Autre raison: la semaine dernière, pour des motifs tout à fait différents que nous aurons l'occasion d'expliquer le moment venu, la commission des finances a diminué la subvention à une autre association féminine: Solidarité Femmes. Pour cela aussi, il me semble tout à fait inopportun et inélégant de s'attaquer aujourd'hui à la subvention allouée à F-Information. Voilà, Monsieur le président, ce que je voulais dire en préambule.
Mme Elisabeth Chatelain (S). Après une lecture attentive du rapport de la commission des finances rédigé par M. Mettan et du rapport d'activité de F-Information, je voudrais apporter quelques précisions - et j'espère que M. Mettan ne m'en tiendra pas rigueur. Je voulais tout d'abord relever l'erreur dans le prénom du président de la commission des finances; il y a une autre erreur de prénom, il s'agit de Mme «Fabienne» Bugnon - et non pas «Françoise»... Mais ce sont des anecdotes.

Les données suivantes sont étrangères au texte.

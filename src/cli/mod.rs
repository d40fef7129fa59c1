//! CLI for crafty.
//!
//! - `replay` parses a captured run body offline
//! - `run` sends one message to an agent and streams the reply
//!
//! ```ignore
//! let command = parse_args(std::env::args())?;
//! run_cli_command(command)?;
//! ```

pub mod args;
pub mod replay;
pub mod run;
pub mod version;

pub use args::{parse_args, ArgsError, CliCommand};
pub use replay::{replay_bytes, replay_path, write_report, ReplayReport};
pub use run::run_agent;
pub use version::{version_line, VERSION};

use color_eyre::{Report, Result, Section};
use std::io::Write;
use tracing::error;

use crate::client::{AgentRunClient, RunRequest};
use crate::config::ClientConfig;
use crate::error::{CraftyError, CraftyResult, ErrorContext, ResultExt, StreamError};
use crate::run::RunStatus;

/// Usage text for `crafty help`.
pub const USAGE: &str = "\
Usage:
  crafty replay <file|-> [--chunk-size N]   Parse a captured run body
  crafty run <agent_id> <message> [--session ID] [--user ID]
                                            Stream a reply from an agent
  crafty --version                          Print the version
  crafty help                               Show this message

Environment:
  CRAFTY_API_URL, CRAFTY_API_KEY, CRAFTY_USER_ID,
  CRAFTY_CONNECT_TIMEOUT_SECS, CRAFTY_CACHE_TTL_SECS, RUST_LOG";

/// Execute a parsed command, writing results to stdout.
///
/// Failures come back as a report headed by the error's user message,
/// with its code and a recovery suggestion attached as sections.
pub fn run_cli_command(command: CliCommand) -> Result<()> {
    execute(command).map_err(error_report)
}

fn execute(command: CliCommand) -> CraftyResult<()> {
    let stdout = std::io::stdout();
    let mut out = stdout.lock();

    match command {
        CliCommand::Version => {
            writeln!(out, "{}", version_line())?;
            Ok(())
        }
        CliCommand::Help => {
            writeln!(out, "{}", USAGE)?;
            Ok(())
        }
        CliCommand::Replay { path, chunk_size } => {
            let report = replay_path(&path, chunk_size)?;
            write_report(&report, &mut out)?;
            Ok(())
        }
        CliCommand::Run {
            agent_id,
            message,
            session_id,
            user_id,
        } => {
            let config = ClientConfig::from_env()?;
            let client = AgentRunClient::new(config)?;

            let mut request = RunRequest::new(agent_id, message);
            if let Some(session_id) = session_id {
                request = request.with_session_id(session_id);
            }
            if let Some(user_id) = user_id {
                request = request.with_user_id(user_id);
            }

            let runtime = tokio::runtime::Runtime::new()
                .with_context(|| ErrorContext::new("start runtime"))?;
            let state = runtime.block_on(run_agent(&client, &request, &mut out))?;
            check_run_status(&state.status, &request)
        }
    }
}

/// A run the service reported as failed is an error for the CLI.
fn check_run_status(status: &RunStatus, request: &RunRequest) -> CraftyResult<()> {
    match status {
        RunStatus::Failed { message } => {
            let mut context = ErrorContext::new("run").with_agent_id(request.agent_id.as_str());
            if let Some(session_id) = &request.session_id {
                context = context.with_session_id(session_id.as_str());
            }
            Err(CraftyError::from(StreamError::Backend {
                message: message.clone(),
            })
            .with_context(context))
        }
        _ => Ok(()),
    }
}

/// Turn a crate error into the report `main` prints.
pub fn error_report(err: CraftyError) -> Report {
    let category = err.category();
    let retryable = err.is_retryable();
    error!(
        code = err.error_code(),
        category = %category,
        retryable,
        error = %err,
        "command failed"
    );

    let message = err.user_message();
    let code = format!("error code: {}", err.error_code());
    let suggestion = if retryable {
        format!("{}. The failure looks transient, so retrying may help", err.recovery_hint())
    } else {
        err.recovery_hint().to_string()
    };

    Report::new(err)
        .wrap_err(message)
        .note(code)
        .suggestion(suggestion)
}

#[cfg(test)]
mod tests {
    use super::*;

    use crate::error::NetworkError;

    #[test]
    fn test_failed_run_is_backend_error() {
        let request = RunRequest::new("web-agent", "hi").with_session_id("s1");
        let status = RunStatus::Failed {
            message: "model overloaded".to_string(),
        };

        let err = check_run_status(&status, &request).unwrap_err();
        assert!(matches!(
            err.inner(),
            CraftyError::Stream(StreamError::Backend { message }) if message == "model overloaded"
        ));
        let context = err.context().unwrap();
        assert_eq!(context.operation, "run");
        assert_eq!(context.agent_id.as_deref(), Some("web-agent"));
        assert_eq!(context.session_id.as_deref(), Some("s1"));
        assert_eq!(err.error_code(), "E_STREAM_BACKEND");
    }

    #[test]
    fn test_finished_runs_are_ok() {
        let request = RunRequest::new("web-agent", "hi");
        for status in [RunStatus::Completed, RunStatus::Cancelled, RunStatus::Running] {
            assert!(check_run_status(&status, &request).is_ok());
        }
    }

    #[test]
    fn test_error_report_leads_with_user_message() {
        let err: CraftyError = NetworkError::from_status(503, "upstream down").into();
        let expected = err.user_message();

        let report = error_report(err);
        assert_eq!(report.to_string(), expected);
        assert!(matches!(
            report.downcast_ref::<CraftyError>(),
            Some(CraftyError::Network(NetworkError::HttpStatus { status: 503, .. }))
        ));
    }

    #[test]
    fn test_usage_lists_commands() {
        for command in ["replay", "run", "--version", "help"] {
            assert!(USAGE.contains(command));
        }
    }
}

Par contre, il y a des modifications un peu plus importantes à effectuer sur le fond et qui nous concernent à propos du vote de ce soir. Par exemple, la liste des professions exercées à F-Information est un peu tronquée dans le rapport. En fait, l'équipe de F-Information se compose de deux juristes, de deux formatrices d'adultes, de trois bibliothécaires, d'une psychologue, d'une travailleuse sociale et de deux secrétaires, ce qui représente au total 5,2 postes répartis sur ces onze personnes. Il est d'ailleurs intéressant de rappeler que la rémunération de toutes ces personnes est la même quelle que soit leur formation de base et que le tarif est de 36 francs brut de l'heure.
Il est aussi très important de savoir que l'activité principale de F-Information, association qui existe depuis vingt-cinq ans, n'est pas seulement l'animation d'un centre de documentation consulté par les étudiants de l'Université. Ce n'est qu'un des trois axes de son travail; et encore, ce centre est ouvert à toutes et tous et pas seulement aux étudiantes et étudiants.
Les deux autres axes sont essentiels: premièrement, il y a des consultations individuelles pour des femmes ayant besoin de conseils dans les domaines juridique, professionnel et familial; deuxièmement, il y a l'animation d'activités collectives de différents groupes et ateliers s'adressant à des populations de femmes précarisées.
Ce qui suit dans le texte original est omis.